Torah Study Is Becoming One Big Crowdsourcing Project, With Launch Of ‘929 English’
Israeli website “929” — devoted to the study of all 929 chapters of Tanakh (Scripture) — just announced that it is launching an English-language website on Monday.
The website, and its app, invites participants to “read the Tanakh from cover to cover, one chapter a day – five per week”, and currently gets around 270,000 engaged readers returning to the site 3-4 times a month, according to its team. Alongside the reading of the text itself, the website offers interpretations and commentaries in Hebrew — with insights from pop singer Kobi Oz to former chief of general staff of the IDF Benny Gantz, from Israeli Arab news presenter Lucy Aharish to novelist Emunah Elon, among hundreds of others.

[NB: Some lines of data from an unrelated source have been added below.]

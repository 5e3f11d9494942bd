use super::color::Color;
use super::constants::*;
use super::geometry::{particle_field, Shape};
use glam::{EulerRot, Mat4, Quat, Vec3};

/// Startup parameters for the scene.
#[derive(Clone, Debug)]
pub struct SceneParams {
    pub section_spacing: f32,
    pub section_count: usize,
    pub particle_count: usize,
    pub particle_seed: u64,
    pub material_color: Color,
}

impl Default for SceneParams {
    fn default() -> Self {
        Self {
            section_spacing: SECTION_SPACING,
            section_count: SECTION_COUNT,
            particle_count: PARTICLE_COUNT,
            particle_seed: PARTICLE_SEED,
            material_color: Color::from_hex(DEFAULT_MATERIAL_COLOR)
                .unwrap_or(Color::new(245, 64, 44)),
        }
    }
}

/// One page section: a mesh at a fixed slot, spinning in place.
#[derive(Clone, Debug)]
pub struct Section {
    pub shape: Shape,
    pub position: Vec3,
    /// Euler angles (XYZ order), radians.
    pub rotation: Vec3,
}

impl Section {
    pub fn model_matrix(&self) -> Mat4 {
        let rot = Quat::from_euler(
            EulerRot::XYZ,
            self.rotation.x,
            self.rotation.y,
            self.rotation.z,
        );
        Mat4::from_rotation_translation(rot, self.position)
    }

    /// Continuous spin; linear in `dt_sec`.
    #[inline]
    pub fn spin(&mut self, dt_sec: f32) {
        self.rotation.x += dt_sec * SPIN_RATE_X;
        self.rotation.y += dt_sec * SPIN_RATE_Y;
    }
}

/// Build the section list: shapes cycle through `Shape::SECTIONS`, meshes
/// step down by `spacing` and alternate left/right.
pub fn build_sections(count: usize, spacing: f32) -> Vec<Section> {
    (0..count)
        .map(|i| {
            let side = if i % 2 == 0 { 1.0 } else { -1.0 };
            Section {
                shape: Shape::SECTIONS[i % Shape::SECTIONS.len()],
                position: Vec3::new(side * SECTION_OFFSET_X, -(i as f32) * spacing, 0.0),
                rotation: Vec3::ZERO,
            }
        })
        .collect()
}

#[derive(Clone, Copy, Debug, PartialEq)]
pub struct ToonMaterial {
    pub color: Color,
}

#[derive(Clone, Copy, Debug, PartialEq)]
pub struct PointsMaterial {
    pub color: Color,
    pub size: f32,
    pub size_attenuation: bool,
}

/// The two materials whose color is edited together.
#[derive(Clone, Debug)]
pub struct Materials {
    pub toon: ToonMaterial,
    pub particles: PointsMaterial,
    revision: u64,
}

impl Materials {
    pub fn new(color: Color) -> Self {
        Self {
            toon: ToonMaterial { color },
            particles: PointsMaterial {
                color,
                size: PARTICLE_SIZE,
                size_attenuation: true,
            },
            revision: 0,
        }
    }

    /// Assign `color` to both materials.
    pub fn set_color(&mut self, color: Color) {
        self.toon.color = color;
        self.particles.color = color;
        self.revision += 1;
    }

    #[inline]
    pub fn color(&self) -> Color {
        self.toon.color
    }

    /// Bumped on every edit; lets the renderer skip redundant uploads.
    #[inline]
    pub fn revision(&self) -> u64 {
        self.revision
    }
}

/// Static scene content built once at startup.
#[derive(Clone, Debug)]
pub struct SceneContent {
    pub sections: Vec<Section>,
    pub particles: Vec<[f32; 3]>,
    pub materials: Materials,
}

impl SceneContent {
    pub fn new(params: &SceneParams) -> Self {
        Self {
            sections: build_sections(params.section_count, params.section_spacing),
            particles: particle_field(
                params.particle_count,
                PARTICLE_SPREAD,
                params.section_spacing,
                params.section_count,
                params.particle_seed,
            ),
            materials: Materials::new(params.material_color),
        }
    }
}
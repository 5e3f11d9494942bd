use crate::core::{Color, SceneState};
use crate::dom;
use std::cell::RefCell;
use std::rc::Rc;
use wasm_bindgen::JsCast;
use web_sys as web;

const PANEL_ID: &str = "debug-panel";
const COLLAPSED_CLASS: &str = "closed";

fn js_err(e: wasm_bindgen::JsValue) -> anyhow::Error {
    anyhow::anyhow!("{:?}", e)
}

/// Build the debug panel: a collapsible "Controls" box with a single color
/// field whose edits go to both materials.
pub fn mount(document: &web::Document, state: Rc<RefCell<SceneState>>) -> anyhow::Result<()> {
    let body = document
        .body()
        .ok_or_else(|| anyhow::anyhow!("no document body"))?;

    let root = document.create_element("div").map_err(js_err)?;
    root.set_id(PANEL_ID);
    root.set_class_name("panel");

    let title = document.create_element("div").map_err(js_err)?;
    title.set_class_name("panel-title");
    title.set_text_content(Some("Controls"));

    let row = document.create_element("label").map_err(js_err)?;
    row.set_class_name("panel-row");
    let name = document.create_element("span").map_err(js_err)?;
    name.set_class_name("panel-name");
    name.set_text_content(Some("materialColor"));

    let input: web::HtmlInputElement = document
        .create_element("input")
        .map_err(js_err)?
        .dyn_into()
        .map_err(|e| anyhow::anyhow!("{:?}", e))?;
    input.set_type("color");
    input.set_value(&state.borrow().content.materials.color().to_hex());

    row.append_child(&name).map_err(js_err)?;
    row.append_child(&input).map_err(js_err)?;
    root.append_child(&title).map_err(js_err)?;
    root.append_child(&row).map_err(js_err)?;
    body.append_child(&root).map_err(js_err)?;

    let input_for_change = input.clone();
    dom::listen(&input, "input", move |_: web::Event| {
        let value = input_for_change.value();
        match Color::from_hex(&value) {
            Some(color) => state.borrow_mut().set_material_color(color),
            None => log::warn!("[panel] ignoring color {:?}", value),
        }
    });

    let root_for_title = root.clone();
    dom::listen(&title, "click", move |_: web::Event| {
        _ = root_for_title.class_list().toggle(COLLAPSED_CLASS);
    });

    log::info!("[panel] mounted");
    Ok(())
}

pub fn is_hidden(document: &web::Document) -> bool {
    document
        .get_element_by_id(PANEL_ID)
        .and_then(|el| el.get_attribute("style"))
        .map(|s| s.contains("display:none"))
        .unwrap_or(false)
}

pub fn toggle(document: &web::Document) {
    if let Some(el) = document.get_element_by_id(PANEL_ID) {
        let style = if is_hidden(document) { "" } else { "display:none" };
        _ = el.set_attribute("style", style);
    }
}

The English edition is in partnership with the Drisha Institute for Jewish Education, spearheaded by Shira Hecht-Koller. “The points of access [to Torah study] and web of connections are not always obvious or natural,” said Hecht-Koller. “But therein lies the work; to take the language and rootedness of a tradition that is central to who we are as a people and utilize it as a lens through which to see and engage with the world. And, alternately, to think of ways to bring the beauty, wonder and mysteries of the world and connect them back to our texts and traditions.”
And the commentaries in 929 exist far beyond writing — some contributors turn to art, music, Tanakh-inspired walking tours with interactive maps of Israel, and video to interpret biblical verses. One contributor used graffiti and video to comment on Genesis 2:18, “It is not good for man to be alone.”
Another contributor used a web series to interpret Psalm 30:
The launch comes several days into the regimented cycle of daily Tanach study, which began with Genesis 1 on Sunday July 15, and ends on February 22, 2022.
“929 English is dedicated to creating a global Jewish conversation around issues that unite and divide us, but always anchored in, based on, or inspired by the text,” wrote Dr. Jeremy Benstein, editor of the English edition. “The English iteration of this project is about the Tanakh as the common inheritance of the Jewish people the world over, and encourages Jews to go back and actually read Tanakh, and talk about it, and invites contributions from the wealth of perspectives that express and promote that peoplehood.”
“What were are looking to do is to democratize Torah, to bring together voices from across the American Jewish community,” said Rabbi Adam Mintz, director of 929 English and rabbi of the Upper West Side’s Kehilath Rayim Ahuvim. “That means rabbis, laypeople, poets, authors, politicians, celebrities, the Jew from Iowa, from Los Angeles and from the Upper West Side. And nobody is given a more prominent place on the webpage, everyone is equal — so rabbis are just the same as everybody else. The idea really is to create a site where there’s no politics and no religion. Of course, we have politicians and religious leaders writing for us, but we want to show that we can have meaningful conversations that don’t always fall to religion or politics.”
What with readings of the Bible playing a central role in recent American discourse, this may be a perfect time for this sort of broad return to text study — no matter one’s background.
“In today’s world, which is so polarized, people want to have an anchor,” said Mintz. “And study creates that anchor.”